The primary trade-off is often between security rigor and user friction, as forcing a legacy system into a modern security framework can sometimes break existing workflows or slow down access for employees who rely on those tools. However, the risk of leaving these “last mile” gaps open is far too high, as they represent the most targeted and fragmented assets in the modern enterprise. To close these gaps without disrupting productivity, leaders should look for non-intrusive integration methods that act as a security overlay rather than a complete system overhaul. By utilizing technology that can automate the login process and manage credentials in the background, employees maintain their familiar speed while the organization gains visibility and control. It’s about creating a seamless bridge where the security layer is invisible to the user but provides the “Identity Maturity” required to defend against sophisticated exploitation.
What is your forecast for the identity threat landscape as we move toward 2026?
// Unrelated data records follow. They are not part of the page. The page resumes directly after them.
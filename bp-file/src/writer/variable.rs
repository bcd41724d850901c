use std::fmt::{Debug, Formatter};
use std::marker::PhantomData;
use std::sync::Arc;

use bp_error::{BpResult, bp_bail};

use crate::dtype::{DataType, NativeType};
use crate::operator::{Operator, OperatorParams};
use crate::schema::ShapeKind;
use crate::selection::BoxRegion;

/// The shape a variable is declared with.
#[derive(Debug, Clone, PartialEq, Eq)]
pub enum Shape {
    GlobalValue,
    LocalValue,
    /// A global array of the given dimensions; every block is placed inside it.
    GlobalArray(Vec<u64>),
    /// Per-writer arrays with no global shape.
    LocalArray,
}

impl Shape {
    pub fn kind(&self) -> ShapeKind {
        match self {
            Self::GlobalValue => ShapeKind::GlobalValue,
            Self::LocalValue => ShapeKind::LocalValue,
            Self::GlobalArray(_) => ShapeKind::GlobalArray,
            Self::LocalArray => ShapeKind::LocalArray,
        }
    }

    /// Check that `block` is a valid block of a variable of this shape.
    pub(crate) fn check_block(&self, name: &str, block: &BoxRegion) -> BpResult<()> {
        match self {
            Self::GlobalValue | Self::LocalValue => {
                if block.ndims() != 0 {
                    bp_bail!(
                        InvalidArgument: "{name} is a single value, got a {}-d block",
                        block.ndims()
                    );
                }
            }
            Self::GlobalArray(shape) => {
                if !block.fits_in(shape) {
                    bp_bail!(
                        InvalidArgument: "block {:?}+{:?} does not fit {name} of shape {shape:?}",
                        block.start,
                        block.count
                    );
                }
            }
            Self::LocalArray => {
                if block.ndims() == 0 {
                    bp_bail!(InvalidArgument: "{name} is an array, got a 0-d block");
                }
            }
        }
        Ok(())
    }
}

/// A typed handle to a variable of one [`crate::BpWriter`].
pub struct Variable<T> {
    pub(crate) id: usize,
    _type: PhantomData<fn() -> T>,
}

impl<T> Variable<T> {
    pub(crate) fn new(id: usize) -> Self {
        Self {
            id,
            _type: PhantomData,
        }
    }

    pub fn id(&self) -> usize {
        self.id
    }
}

impl<T> Clone for Variable<T> {
    fn clone(&self) -> Self {
        *self
    }
}

impl<T> Copy for Variable<T> {}

impl<T: NativeType> Debug for Variable<T> {
    fn fmt(&self, f: &mut Formatter<'_>) -> std::fmt::Result {
        f.debug_struct("Variable")
            .field("id", &self.id)
            .field("dtype", &T::DTYPE)
            .finish()
    }
}

#[derive(Debug, Clone)]
pub(crate) struct VarDef {
    pub(crate) name: String,
    pub(crate) dtype: DataType,
    pub(crate) shape: Shape,
    pub(crate) operation: Option<(Arc<dyn Operator>, OperatorParams)>,
}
By 2026, I expect the traditional concept of a “human-only” perimeter to be completely obsolete, as autonomous agents will outnumber human users in many digital workflows. The biggest threat will be the “Identity Explosion,” where the sheer volume of non-human identities interacting with disconnected “dark matter” apps creates a playground for AI-driven malware. We will see a shift where attackers no longer target the front door of an organization but instead focus entirely on the fragmented edges—those siloed SaaS and legacy systems that were deemed “too hard” to secure. Organizations that fail to automate their identity governance today will find themselves unable to defend against the rapid-fire credential stuffing and token theft of the very near future. My advice for readers is to stop treating identity as a side project of the IT department and start treating it as the primary defensive line of the entire business. You must gain visibility into your disconnected surface area now, because if you don’t know an application exists, you can’t possibly protect it from the AI agents already looking for a way in.